Assessing the structure and function of the posterior visual pathway in eye disease

This thesis examines the consequences of partial vision loss, namely macular disease (MD), on both the structure and function of the posterior visual pathway. Using both cross-sectional and longitudinal analyses we explored how the anatomy of MD patients may change differently than in those aging naturally. The patient group showed reduced cortical thickness, which appears to largely impact the anatomical representation of central vision. However, they also showed reduced fractional anisotropy of the underlying white matter; but both the fiber bundles projecting to central and peripheral representations in early visual cortex were affected, suggesting broader deficits emerge in visual white matter. Our longitudinal assessments identified continued decline in cortical thickness and myelin density, even in long-standing vision loss, but individual case studies indicate the greatest changes in cortex likely emerge early in the disease following functional vision loss.
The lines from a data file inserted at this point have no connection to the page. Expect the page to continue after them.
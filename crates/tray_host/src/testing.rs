//! Stand-ins for the dock, the widgets and the tray protocols.

use std::{
    cell::{Cell, RefCell},
    collections::HashMap,
    rc::Rc,
};

use tokio::sync::oneshot;

use crate::{
    error::*, DockHost, DockItem, EventSender, SourceKind, Subscription, TrayKey, TraySource, TrayWidget, WidgetFactory,
    WindowClassLookup,
};

#[derive(Debug)]
pub struct FakeWidget {
    pub key: TrayKey,
    pub icon_updates: usize,
    drops: Rc<Cell<usize>>,
}

impl TrayWidget for FakeWidget {
    fn update_icon(&mut self) {
        self.icon_updates += 1;
    }
}

impl Drop for FakeWidget {
    fn drop(&mut self) {
        self.drops.set(self.drops.get() + 1);
    }
}

#[derive(Debug, Default)]
pub struct FakeFactory {
    pub created: Vec<TrayKey>,
    /// Keys for which widget creation fails.
    pub refuse: Vec<TrayKey>,
    /// Whether created widgets get a subscription.
    subscribe: bool,
    /// For every subscription handed out, a receiver that closes once its task is gone.
    pub subscriptions: Vec<(TrayKey, oneshot::Receiver<()>)>,
    drops: Rc<Cell<usize>>,
}

impl FakeFactory {
    pub fn refusing(keys: &[TrayKey]) -> Self {
        Self { refuse: keys.to_vec(), ..Self::default() }
    }

    /// Subscribes every new entry to a task that never finishes on its own.
    pub fn subscribing() -> Self {
        Self { subscribe: true, ..Self::default() }
    }

    pub fn dropped(&self) -> usize {
        self.drops.get()
    }

    pub fn drop_counter(&self) -> Rc<Cell<usize>> {
        self.drops.clone()
    }
}

impl WidgetFactory for FakeFactory {
    type Widget = FakeWidget;

    fn create(&mut self, key: &TrayKey) -> Option<FakeWidget> {
        if self.refuse.contains(key) {
            return None;
        }
        self.created.push(key.clone());
        Some(FakeWidget { key: key.clone(), icon_updates: 0, drops: self.drops.clone() })
    }

    fn subscribe(&mut self, key: &TrayKey, _events: &EventSender) -> Option<Subscription> {
        if !self.subscribe {
            return None;
        }
        let (alive, ended) = oneshot::channel::<()>();
        let task = tokio::spawn(async move {
            let _alive = alive;
            std::future::pending::<()>().await
        });
        self.subscriptions.push((key.clone(), ended));
        Some(Subscription::new(task))
    }
}

#[derive(Debug, Default)]
pub struct RecordingHost {
    pub added: Vec<String>,
    pub refreshes: Vec<Vec<String>>,
    /// Per refresh, the keys that may be moved to the container.
    pub allowed: Vec<Vec<String>>,
    /// Per refresh, the keys that are in the container.
    pub contained: Vec<Vec<String>>,
    pub icon_changes: Vec<TrayKey>,
}

impl<W> DockHost<W> for RecordingHost {
    fn add_item(&mut self, item_key: &str) {
        self.added.push(item_key.to_string());
    }

    fn refresh_items(&mut self, items: &[DockItem<'_, W>]) {
        self.refreshes.push(keys_where(items, |_| true));
        self.allowed.push(keys_where(items, |i| i.allow_container));
        self.contained.push(keys_where(items, |i| i.in_container));
    }

    fn item_icon_changed(&mut self, key: &TrayKey, _widget: &W) {
        self.icon_changes.push(key.clone());
    }
}

fn keys_where<W>(items: &[DockItem<'_, W>], pred: impl Fn(&DockItem<'_, W>) -> bool) -> Vec<String> {
    items.iter().filter(|item| pred(item)).map(|item| item.key.to_string()).collect()
}

#[derive(Debug, Default)]
pub struct FakeLookup(HashMap<u32, String>);

impl FakeLookup {
    pub fn with(classes: &[(u32, &str)]) -> Self {
        Self(classes.iter().map(|(id, class)| (*id, class.to_string())).collect())
    }
}

impl WindowClassLookup for FakeLookup {
    fn window_class(&self, window_id: u32) -> Option<String> {
        self.0.get(&window_id).cloned()
    }
}

/// A source whose current set (or failure) is controlled by the test through a shared handle.
#[derive(Debug, Clone)]
pub struct FakeSource {
    kind: SourceKind,
    current: Rc<RefCell<Option<Vec<TrayKey>>>>,
    queries: Rc<Cell<usize>>,
}

impl FakeSource {
    pub fn new(kind: SourceKind) -> Self {
        Self { kind, current: Rc::new(RefCell::new(Some(Vec::new()))), queries: Rc::new(Cell::new(0)) }
    }

    pub fn set(&self, keys: Vec<TrayKey>) {
        *self.current.borrow_mut() = Some(keys);
    }

    pub fn set_windows(&self, ids: &[u32]) {
        self.set(ids.iter().copied().map(TrayKey::X11Window).collect());
    }

    pub fn set_items(&self, paths: &[&str]) {
        self.set(paths.iter().map(|p| TrayKey::StatusNotifierItem(p.to_string())).collect());
    }

    /// Make every query fail until the next `set`.
    pub fn fail(&self) {
        *self.current.borrow_mut() = None;
    }

    pub fn queries(&self) -> usize {
        self.queries.get()
    }
}

impl TraySource for FakeSource {
    fn kind(&self) -> SourceKind {
        self.kind
    }

    async fn list_current(&self) -> Result<Vec<TrayKey>> {
        self.queries.set(self.queries.get() + 1);
        self.current.borrow().clone().ok_or_else(|| zbus::Error::Failure("service went away".to_string()).into())
    }
}
use crate::TrayKey;

/// Everything the tray reacts to. All of these are handled one at a time on the tray's event loop.
#[derive(Debug, Clone, PartialEq, Eq)]
pub enum TrayEvent {
    /// The tray manager's set of embedded windows may have changed.
    X11IconsChanged,
    /// The icon of an embedded window changed. Membership is unaffected.
    X11IconChanged(u32),
    /// The settle delay scheduled by [`TrayEvent::X11IconsChanged`] has passed.
    X11Settled,
    /// An item was registered with or unregistered from the StatusNotifierWatcher.
    SniItemsChanged,
    /// A StatusNotifierItem announced a new icon.
    ItemIconChanged(TrayKey),
    /// The stored container choices were changed by another process.
    ContainersChanged,
    Shutdown,
}

pub type EventSender = tokio::sync::mpsc::UnboundedSender<TrayEvent>;
pub type EventReceiver = tokio::sync::mpsc::UnboundedReceiver<TrayEvent>;

pub fn event_channel() -> (EventSender, EventReceiver) {
    tokio::sync::mpsc::unbounded_channel()
}

/// A background task forwarding updates of a single tray entry. The task stops when this is dropped.
#[derive(Debug)]
pub struct Subscription(tokio::task::AbortHandle);

impl Subscription {
    pub fn new(task: tokio::task::JoinHandle<()>) -> Self {
        Self(task.abort_handle())
    }
}

impl Drop for Subscription {
    fn drop(&mut self) {
        self.0.abort();
    }
}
We next assessed how partial vision loss may impact functional connectivity between striate and extrastriate cortex and found a selective reduction in functional connectivity between striate and the fusiform face area patients with central field loss. Finally, we used transient retinal lesions to test for responses in a ‘simulated lesion projection zone’ (sLPZ) in sighted participants, providing some evidence that peripheral visual stimulation can produce ‘patient-like’ responses in central representations in some individual controls while performing a task. This suggests LPZ responses - often deemed the ‘signature of reorganization of visual processing’ - may be driven by unmasked top-down feedback. Collectively, our findings add to growing evidence for atrophy in the posterior visual pathway in MD. Given that the viability of the visual brain may limit the success of visual restoration, development of neuroprotective strategies will benefit from a better understanding of the time scale and magnitude of changes observed in the brain following MD.